**Task goal:** What do the lines from the top of the data through the line with "type Pair<'i> = pest::iterators::Pair<'i, Rule>;" say? Quote them exactly and include both ends.
┌────────
use pest_derive::Parser;

use crate::compiler::ast::{Constraint, Matcher, Pattern, TokenField};
use crate::error::{HearstError, Result};

#[derive(Parser)]
#[grammar = "compiler/query.pest"]
pub struct PatternGrammar;

type Pair<'i> = pest::iterators::Pair<'i, Rule>;

fn unexpected(pair: &Pair<'_>) -> HearstError {
    HearstError::PatternParse {
        query: pair.as_str().to_string(),
        message: format!("unexpected {:?}", pair.as_rule()),
    }
}

fn first_child<'i>(pair: Pair<'i>) -> Result<Pair<'i>> {
    let query = pair.as_str().to_string();
    pair.into_inner().next().ok_or_else(|| HearstError::PatternParse {
        query,
        message: "empty expression".to_string(),
    })
}

/// Collapse single-element lists, otherwise wrap them with `wrap`
fn collapse<T>(mut items: Vec<T>, wrap: impl FnOnce(Vec<T>) -> T) -> T {
    if items.len() == 1 {
        items.remove(0)
    } else {
        wrap(items)
    }
}

/// Build a pattern from a `query`, `alternation`, `sequence` or
/// `quantified` pair
pub fn build_ast(pair: Pair<'_>) -> Result<Pattern> {
    match pair.as_rule() {
        Rule::query => build_ast(first_child(pair)?),
        Rule::alternation => {
            let branches = pair.into_inner().map(build_ast).collect::<Result<Vec<_>>>()?;
            Ok(collapse(branches, Pattern::Disjunctive))
        }
        Rule::sequence => {
            let steps = pair.into_inner().map(build_ast).collect::<Result<Vec<_>>>()?;
            Ok(collapse(steps, Pattern::Concatenated))
        }
        Rule::quantified => {
            let mut inner = pair.into_inner();
            let term = match inner.next() {
                Some(term) => build_term(term)?,
                None => return Err(HearstError::PatternParse {
                    query: String::new(),
                    message: "missing term".to_string(),
                }),
            };
            match inner.next() {
                Some(quantifier) => {
                    let (min, max) = build_quantifier(quantifier)?;
                    Ok(Pattern::Repetition { pattern: Box::new(term), min, max })
                }
                None => Ok(term),
            }
        }
        _ => Err(unexpected(&pair)),
    }
}

fn build_term(pair: Pair<'_>) -> Result<Pattern> {
    match pair.as_rule() {
        Rule::named_capture => {
            let mut inner = pair.into_inner();
            let (Some(name), Some(body)) = (inner.next(), inner.next()) else {
                return Err(HearstError::PatternParse {
                    query: String::new(),
                    message: "malformed named capture".to_string(),
                });
            };
            Ok(Pattern::NamedCapture {
                name: name.as_str().to_string(),
                pattern: Box::new(build_ast(body)?),
            })
        }
        Rule::group => build_ast(first_child(pair)?),
        Rule::constraint => match pair.into_inner().next() {
            Some(body) => Ok(Pattern::Constraint(build_constraint(body)?)),
            None => Ok(Pattern::Constraint(Constraint::Wildcard)),
        },
        _ => Err(unexpected(&pair)),
    }
}

fn build_quantifier(pair: Pair<'_>) -> Result<(usize, Option<usize>)> {
    let text = pair.as_str().trim();
    match text {
        "?" => return Ok((0, Some(1))),
        "*" => return Ok((0, None)),
        "+" => return Ok((1, None)),
        _ => {}
    }

    let range = first_child(pair)?;
    let query = range.as_str().to_string();
    let parse_number = |p: Pair<'_>| -> Result<usize> {
        p.as_str().parse::<usize>().map_err(|e| HearstError::PatternParse {
            query: query.clone(),
            message: e.to_string(),
        })
    };

    let mut inner = range.into_inner();
    let min = match inner.next() {
        Some(number) => parse_number(number)?,
        None => return Err(HearstError::PatternParse { query, message: "missing bound".to_string() }),
    };
    let max = match (inner.next(), inner.next()) {
        // {n}
        (None, _) => Some(min),
        // {n,}
        (Some(_), None) => None,
        // {n,m}
        (Some(_), Some(number)) => Some(parse_number(number)?),
    };
    if let Some(max) = max {
        if max < min {
            return Err(HearstError::PatternParse {
                query,
                message: format!("upper bound {} below lower bound {}", max, min),
            });
        }
    }
    Ok((min, max))
}

fn build_constraint(pair: Pair<'_>) -> Result<Constraint> {
    match pair.as_rule() {
        Rule::constraint_expr => {
            let children = pair.into_inner().map(build_constraint).collect::<Result<Vec<_>>>()?;
            Ok(collapse(children, Constraint::Disjunctive))
        }
        Rule::conjunction => {
            let children = pair.into_inner().map(build_constraint).collect::<Result<Vec<_>>>()?;
            Ok(collapse(children, Constraint::Conjunctive))
        }
        Rule::unary => build_constraint(first_child(pair)?),
        Rule::negation => Ok(Constraint::Negated(Box::new(build_constraint(first_child(pair)?)?))),
        Rule::field_constraint => {
            let mut inner = pair.into_inner();
            let (Some(name), Some(value)) = (inner.next(), inner.next()) else {
                return Err(HearstError::PatternParse {
                    query: String::new(),
                    message: "malformed field constraint".to_string(),
                });
            };
            let field: TokenField = name.as_str().parse()?;
            let matcher = build_matcher(value)?;
            Ok(Constraint::Field { field, matcher })
        }
        _ => Err(unexpected(&pair)),
    }
}

fn build_matcher(pair: Pair<'_>) -> Result<Matcher> {
    match pair.as_rule() {
        Rule::bare_value => Ok(Matcher::string(pair.as_str())),
        Rule::quoted_value => {
            let body = pair.into_inner().next().map(|p| p.as_str()).unwrap_or("");
            Ok(Matcher::string(body.replace("\\\"", "\"").replace("\\\\", "\\")))
        }
        Rule::regex_value => {
            let body = first_child(pair)?.as_str().replace("\\/", "/");
            Matcher::try_regex(body.clone()).map_err(|source| HearstError::InvalidRegex {
                pattern: body,
                source,
            })
        }
        _ => Err(unexpected(&pair)),
    }
}
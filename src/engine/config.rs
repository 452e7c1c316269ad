//! Detector configuration types

use std::path::Path;

use serde::{Deserialize, Serialize};

use crate::error::{HearstError, Result};
use crate::hearst::rules::HearstRule;

/// Configuration accepted by [`crate::hearst::HyponymDetector`].
///
/// `rules` are appended after the built-in rule table.
#[derive(Debug, Clone, Default, PartialEq, Eq, Serialize, Deserialize)]
#[serde(default, deny_unknown_fields)]
pub struct DetectorConfig {
    pub extended: bool,
    pub rules: Vec<HearstRule>,
}

impl DetectorConfig {
    pub fn new(extended: bool) -> Self {
        Self { extended, rules: Vec::new() }
    }

    /// Build from a pipe config map. `null` yields the defaults.
    pub fn from_json_value(value: serde_json::Value) -> Result<Self> {
        if value.is_null() {
            return Ok(Self::default());
        }
        serde_json::from_value(value).map_err(|e| HearstError::Config(e.to_string()))
    }

    pub fn from_yaml_str(yaml: &str) -> Result<Self> {
        if yaml.trim().is_empty() {
            return Ok(Self::default());
        }
        serde_yaml::from_str(yaml).map_err(|e| HearstError::Config(e.to_string()))
    }

    pub fn from_yaml_file<P: AsRef<Path>>(path: P) -> Result<Self> {
        let path = path.as_ref();
        let yaml = std::fs::read_to_string(path)
            .map_err(|e| HearstError::Config(format!("{}: {}", path.display(), e)))?;
        Self::from_yaml_str(&yaml)
            .map_err(|e| HearstError::Config(format!("{}: {}", path.display(), e)))
    }

    /// Read a YAML list of extra rules
    pub fn rules_from_yaml_file<P: AsRef<Path>>(path: P) -> Result<Vec<HearstRule>> {
        let path = path.as_ref();
        let yaml = std::fs::read_to_string(path)
            .map_err(|e| HearstError::Config(format!("{}: {}", path.display(), e)))?;
        serde_yaml::from_str(&yaml).map_err(|e| HearstError::Config(format!("{}: {}", path.display(), e)))
    }
}

#[cfg(test)]
mod tests {
    use super::*;
    use serde_json::json;

    #[test]
    fn test_from_json_value() {
        assert_eq!(DetectorConfig::from_json_value(json!(null)).unwrap(), DetectorConfig::default());
        assert!(DetectorConfig::from_json_value(json!({"extended": true})).unwrap().extended);
        assert!(!DetectorConfig::from_json_value(json!({})).unwrap().extended);
    }

    #[test]
    fn test_rejects_bad_values() {
        for value in [json!({"extended": "yes"}), json!({"extended": 1}), json!({"extend": true})] {
            assert!(matches!(DetectorConfig::from_json_value(value), Err(HearstError::Config(_))));
        }
    }

    #[test]
    fn test_from_yaml() {
        let config = DetectorConfig::from_yaml_str(
            "extended: true\nrules:\n  - label: known_as\n    query: \"(?<hyponym> [pos=NOUN]) [lemma=know] [lemma=as] (?<hypernym> [pos=NOUN])\"\n",
        )
        .unwrap();
        assert!(config.extended);
        assert_eq!(config.rules.len(), 1);
        assert_eq!(config.rules[0].label, "known_as");
        assert!(!config.rules[0].extended);

        assert_eq!(DetectorConfig::from_yaml_str("").unwrap(), DetectorConfig::default());
        assert!(DetectorConfig::from_yaml_str("extended: maybe").is_err());
    }

    #[test]
    fn test_from_yaml_file() {
        let dir = tempfile::tempdir().unwrap();
        let path = dir.path().join("detector.yaml");
        std::fs::write(&path, "extended: true\n").unwrap();
        assert!(DetectorConfig::from_yaml_file(&path).unwrap().extended);
        assert!(DetectorConfig::from_yaml_file(dir.path().join("missing.yaml")).is_err());
    }
}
└────────
**Answer area:**
use pest_derive::Parser;

use crate::compiler::ast::{Constraint, Matcher, Pattern, TokenField};
use crate::error::{HearstError, Result};

#[derive(Parser)]
#[grammar = "compiler/query.pest"]
pub struct PatternGrammar;

type Pair<'i> = pest::iterators::Pair<'i, Rule>;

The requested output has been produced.